[Your task] All lines below containing "abstain" are to be listed.

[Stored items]
[Start of Attachment]

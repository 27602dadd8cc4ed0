//! Timestamp type used for block times and proposal deadlines.
//!
//! Timestamps are Unix epoch seconds (UTC), taken from the block header
//! rather than the local clock so every node computes the same deadlines.

use serde::{Deserialize, Serialize};
use std::fmt;
use std::time::{SystemTime, UNIX_EPOCH};

/// A Unix timestamp in seconds since epoch (UTC).
#[derive(Clone, Copy, Debug, Default, PartialEq, Eq, PartialOrd, Ord, Hash, Serialize, Deserialize)]
pub struct Timestamp(u64);

impl Timestamp {
    /// The epoch (time zero).
    pub const EPOCH: Self = Self(0);

    pub fn new(secs: u64) -> Self {
        Self(secs)
    }

    /// Current system time, or the epoch if the clock is set before 1970.
    pub fn now() -> Self {
        let secs = SystemTime::now()
            .duration_since(UNIX_EPOCH)
            .map(|d| d.as_secs())
            .unwrap_or(0);
        Self(secs)
    }

    pub fn as_secs(&self) -> u64 {
        self.0
    }

    /// This timestamp shifted forward by `secs`, saturating at `u64::MAX`.
    pub fn add_secs(&self, secs: u64) -> Self {
        Self(self.0.saturating_add(secs))
    }
}

impl fmt::Display for Timestamp {
    fn fmt(&self, f: &mut fmt::Formatter<'_>) -> fmt::Result {
        write!(f, "{}s", self.0)
    }
}
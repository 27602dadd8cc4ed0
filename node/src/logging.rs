//! Structured logging initialisation for the Shentu node.
//!
//! Two output formats are supported:
//! - [`LogFormat::Human`]: coloured, human-readable lines (development).
//! - [`LogFormat::Json`]: newline-delimited JSON (production / log aggregation).
//!
//! The filter level can be overridden at runtime via the `RUST_LOG`
//! environment variable.  When `RUST_LOG` is not set, the caller-supplied
//! `level` string is used (e.g. `"info"`, `"debug,shentu_governance=trace"`).

use std::str::FromStr;

use tracing_subscriber::{fmt, layer::SubscriberExt, util::SubscriberInitExt, EnvFilter};

use crate::NodeError;

/// Selects the output format for structured logs.
#[derive(Debug, Clone, Copy, PartialEq, Eq)]
pub enum LogFormat {
    /// Pretty-printed, coloured output for local development.
    Human,
    /// Newline-delimited JSON for production and log aggregation pipelines.
    Json,
}

impl FromStr for LogFormat {
    type Err = NodeError;

    fn from_str(s: &str) -> Result<Self, Self::Err> {
        match s {
            "human" => Ok(Self::Human),
            "json" => Ok(Self::Json),
            other => Err(NodeError::Config(format!(
                "unknown log format {other:?}, expected \"human\" or \"json\""
            ))),
        }
    }
}

/// Initialise the global tracing subscriber.
///
/// Fails if a global subscriber has already been set.
pub fn init_logging(format: LogFormat, level: &str) -> Result<(), NodeError> {
    let filter = EnvFilter::try_from_default_env().unwrap_or_else(|_| EnvFilter::new(level));

    let result = match format {
        LogFormat::Human => tracing_subscriber::registry()
            .with(filter)
            .with(fmt::layer().with_target(true).with_thread_ids(true))
            .try_init(),
        LogFormat::Json => tracing_subscriber::registry()
            .with(filter)
            .with(fmt::layer().json().with_target(true).with_thread_ids(true))
            .try_init(),
    };
    result.map_err(|e| NodeError::Config(format!("logging already initialised: {e}")))
}

#[cfg(test)]
mod tests {
    use super::*;

    #[test]
    fn parses_known_formats() {
        assert_eq!("human".parse::<LogFormat>().unwrap(), LogFormat::Human);
        assert_eq!("json".parse::<LogFormat>().unwrap(), LogFormat::Json);
        assert!("JSON".parse::<LogFormat>().is_err());
    }
}
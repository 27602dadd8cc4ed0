//! Certifier keeper.

use serde::{Deserialize, Serialize};
use std::sync::Arc;

use shentu_store::prefix::key;
use shentu_store::{KvStore, PrefixStore};
use shentu_types::AccAddress;

use crate::error::CertError;
use crate::MODULE_NAME;

const CERTIFIER_PREFIX: &[u8] = b"certifier/";
const ALIAS_PREFIX: &[u8] = b"alias/";

/// A registered certifier.
#[derive(Clone, Debug, PartialEq, Eq, Serialize, Deserialize)]
pub struct Certifier {
    pub address: AccAddress,
    #[serde(default)]
    pub alias: String,
    /// Who proposed this certifier (the zero address for genesis certifiers).
    #[serde(default)]
    pub proposer: AccAddress,
    #[serde(default)]
    pub description: String,
}

fn certifier_key(address: &AccAddress) -> Vec<u8> {
    key(&[CERTIFIER_PREFIX, address.as_bytes()])
}

fn alias_key(alias: &str) -> Vec<u8> {
    key(&[ALIAS_PREFIX, alias.as_bytes()])
}

#[derive(Clone)]
pub struct CertKeeper {
    store: PrefixStore,
}

impl CertKeeper {
    pub fn new(backend: Arc<dyn KvStore>) -> Self {
        Self {
            store: PrefixStore::new(backend, MODULE_NAME),
        }
    }

    pub fn is_certifier(&self, address: &AccAddress) -> Result<bool, CertError> {
        Ok(self.store.has(&certifier_key(address))?)
    }

    pub fn has_certifier_alias(&self, alias: &str) -> Result<bool, CertError> {
        Ok(self.store.has(&alias_key(alias))?)
    }

    pub fn certifier(&self, address: &AccAddress) -> Result<Option<Certifier>, CertError> {
        Ok(self.store.get_value(&certifier_key(address))?)
    }

    pub fn certifier_by_alias(&self, alias: &str) -> Result<Option<Certifier>, CertError> {
        match self.store.get_value::<AccAddress>(&alias_key(alias))? {
            Some(address) => self.certifier(&address),
            None => Ok(None),
        }
    }

    /// All certifiers in address order.
    pub fn certifiers(&self) -> Result<Vec<Certifier>, CertError> {
        Ok(self.store.scan_values(CERTIFIER_PREFIX)?)
    }

    /// Insert or replace a certifier, keeping the alias index in step.
    pub fn set_certifier(&self, certifier: &Certifier) -> Result<(), CertError> {
        if !certifier.alias.is_empty() {
            if let Some(owner) = self.store.get_value::<AccAddress>(&alias_key(&certifier.alias))? {
                if owner != certifier.address {
                    return Err(CertError::RepeatedAlias);
                }
            }
        }
        if let Some(previous) = self.certifier(&certifier.address)? {
            if !previous.alias.is_empty() && previous.alias != certifier.alias {
                self.store.delete(&alias_key(&previous.alias))?;
            }
        }
        self.store
            .put_value(&certifier_key(&certifier.address), certifier)?;
        if !certifier.alias.is_empty() {
            self.store
                .put_value(&alias_key(&certifier.alias), &certifier.address)?;
        }
        tracing::info!(address = %certifier.address, alias = %certifier.alias, "certifier set");
        Ok(())
    }

    /// Remove a certifier. The last remaining certifier cannot be removed.
    pub fn delete_certifier(&self, address: &AccAddress) -> Result<(), CertError> {
        let certifier = self
            .certifier(address)?
            .ok_or(CertError::UnqualifiedCertifier(*address))?;
        if self.certifiers()?.len() <= 1 {
            return Err(CertError::OnlyOneCertifier);
        }
        if !certifier.alias.is_empty() {
            self.store.delete(&alias_key(&certifier.alias))?;
        }
        self.store.delete(&certifier_key(address))?;
        tracing::info!(%address, "certifier removed");
        Ok(())
    }
}
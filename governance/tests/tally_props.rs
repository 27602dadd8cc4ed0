use proptest::prelude::*;

use shentu_governance::tally::decide;
use shentu_governance::{TallyParams, TallyResult};

fn params() -> impl Strategy<Value = TallyParams> {
    (1u32..=10_000, 1u32..=10_000, 1u32..=10_000).prop_map(|(quorum_bps, threshold_bps, veto_bps)| {
        TallyParams {
            quorum_bps,
            threshold_bps,
            veto_bps,
        }
    })
}

fn votes() -> impl Strategy<Value = TallyResult> {
    (0u128..1_000_000, 0u128..1_000_000, 0u128..1_000_000, 0u128..1_000_000).prop_map(
        |(yes, abstain, no, no_with_veto)| TallyResult {
            yes,
            abstain,
            no,
            no_with_veto,
        },
    )
}

proptest! {
    /// A proposal never both passes and burns its deposits.
    #[test]
    fn pass_and_burn_are_exclusive(v in votes(), extra in 0u128..1_000_000, p in params()) {
        let total = v.total() + extra;
        let outcome = decide(v, total, &p);
        prop_assert!(!(outcome.passes && outcome.burn_deposits));
    }

    /// Without any Yes power nothing passes.
    #[test]
    fn no_yes_never_passes(mut v in votes(), extra in 0u128..1_000_000, p in params()) {
        v.yes = 0;
        let total = v.total() + extra;
        prop_assert!(!decide(v, total, &p).passes);
    }

    /// Adding Yes power to a passing proposal keeps it passing.
    #[test]
    fn more_yes_stays_passing(v in votes(), bump in 1u128..1_000, p in params()) {
        let total = v.total() + bump;
        if decide(v.clone(), total, &p).passes {
            let mut more = v;
            more.yes += bump;
            prop_assert!(decide(more, total, &p).passes);
        }
    }

    /// The tally result is carried through unchanged.
    #[test]
    fn result_is_preserved(v in votes(), p in params()) {
        let total = v.total();
        prop_assert_eq!(decide(v.clone(), total, &p).result, v);
    }
}
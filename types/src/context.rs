//! Execution context handed to handlers, keepers and block hooks.

use crate::event::EventManager;
use crate::hash::TxHash;
use crate::time::Timestamp;

/// Per-block (and per-transaction) execution context.
#[derive(Clone, Debug, Default)]
pub struct Context {
    pub chain_id: String,
    pub height: u64,
    pub time: Timestamp,
    /// Raw bytes of the transaction being delivered (empty outside a tx).
    pub tx_bytes: Vec<u8>,
    pub events: EventManager,
}

impl Context {
    pub fn new(chain_id: impl Into<String>, height: u64, time: Timestamp) -> Self {
        Self {
            chain_id: chain_id.into(),
            height,
            time,
            tx_bytes: Vec::new(),
            events: EventManager::new(),
        }
    }

    /// A context for delivering one transaction in the current block.
    pub fn with_tx_bytes(&self, tx_bytes: Vec<u8>) -> Self {
        Self {
            chain_id: self.chain_id.clone(),
            height: self.height,
            time: self.time,
            tx_bytes,
            events: EventManager::new(),
        }
    }

    pub fn tx_hash(&self) -> TxHash {
        TxHash::of(&self.tx_bytes)
    }
}
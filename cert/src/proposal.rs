//! Governance proposal changing certifier membership.

use serde::{Deserialize, Serialize};

use shentu_types::AccAddress;

use crate::error::CertError;
use crate::keeper::{CertKeeper, Certifier};

#[derive(Clone, Copy, Debug, PartialEq, Eq, Hash, Serialize, Deserialize)]
pub enum AddOrRemove {
    Add,
    Remove,
}

/// Add a certifier to, or remove one from, the council.
#[derive(Clone, Debug, PartialEq, Eq, Serialize, Deserialize)]
pub struct CertifierUpdateProposal {
    pub title: String,
    pub description: String,
    pub certifier: AccAddress,
    #[serde(default)]
    pub alias: String,
    pub proposer: AccAddress,
    pub add_or_remove: AddOrRemove,
}

impl CertifierUpdateProposal {
    pub fn validate_basic(&self) -> Result<(), CertError> {
        if self.certifier.is_zero() {
            return Err(CertError::InvalidProposal(
                "certifier address is empty".to_string(),
            ));
        }
        Ok(())
    }

    /// Apply a passed proposal.
    pub fn execute(&self, keeper: &CertKeeper) -> Result<(), CertError> {
        match self.add_or_remove {
            AddOrRemove::Add => {
                if keeper.is_certifier(&self.certifier)? {
                    return Err(CertError::CertifierAlreadyExists);
                }
                keeper.set_certifier(&Certifier {
                    address: self.certifier,
                    alias: self.alias.clone(),
                    proposer: self.proposer,
                    description: self.description.clone(),
                })
            }
            AddOrRemove::Remove => keeper.delete_certifier(&self.certifier),
        }
    }
}
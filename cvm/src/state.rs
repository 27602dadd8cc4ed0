//! Read and write access to VM state.

use shentu_types::AccAddress;

use crate::error::CvmError;
use crate::permission::{BasePermissions, PermFlags};
use crate::types::{Account, ContractMeta, Word256};

/// Address of the account holding the global default permissions.
pub const GLOBAL_PERMISSIONS_ADDRESS: AccAddress = AccAddress::ZERO;

pub trait StateReader {
    fn account(&self, address: &AccAddress) -> Result<Option<Account>, CvmError>;

    /// Value of a storage slot; empty when unset.
    fn storage(&self, address: &AccAddress, key: &Word256) -> Result<Vec<u8>, CvmError>;

    fn address_meta(&self, address: &AccAddress) -> Result<Vec<ContractMeta>, CvmError>;

    fn metadata(&self, hash: &Word256) -> Result<Option<String>, CvmError>;

    /// Permissions of the global-permissions account, or none if it is missing.
    fn global_permissions(&self) -> Result<BasePermissions, CvmError> {
        Ok(self
            .account(&GLOBAL_PERMISSIONS_ADDRESS)?
            .map(|a| a.permissions.base)
            .unwrap_or_default())
    }

    /// Whether `address` holds `flag`, falling back to the global permissions.
    fn has_permission(&self, address: &AccAddress, flag: PermFlags) -> Result<bool, CvmError> {
        let global = self.global_permissions()?;
        Ok(match self.account(address)? {
            Some(account) => account.permissions.has(flag, &global),
            None => global.get(flag).unwrap_or(false),
        })
    }
}

pub trait StateWriter: StateReader {
    fn update_account(&mut self, account: &Account) -> Result<(), CvmError>;

    /// Write a storage slot; an empty value clears it.
    fn set_storage(&mut self, address: &AccAddress, key: &Word256, value: &[u8])
        -> Result<(), CvmError>;

    fn set_address_meta(
        &mut self,
        address: &AccAddress,
        meta: &[ContractMeta],
    ) -> Result<(), CvmError>;

    fn set_metadata(&mut self, hash: &Word256, metadata: &str) -> Result<(), CvmError>;
}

[End of Attachment]

[Problem solution]
        |(yes, abstain, no, no_with_veto)| TallyResult {
            abstain,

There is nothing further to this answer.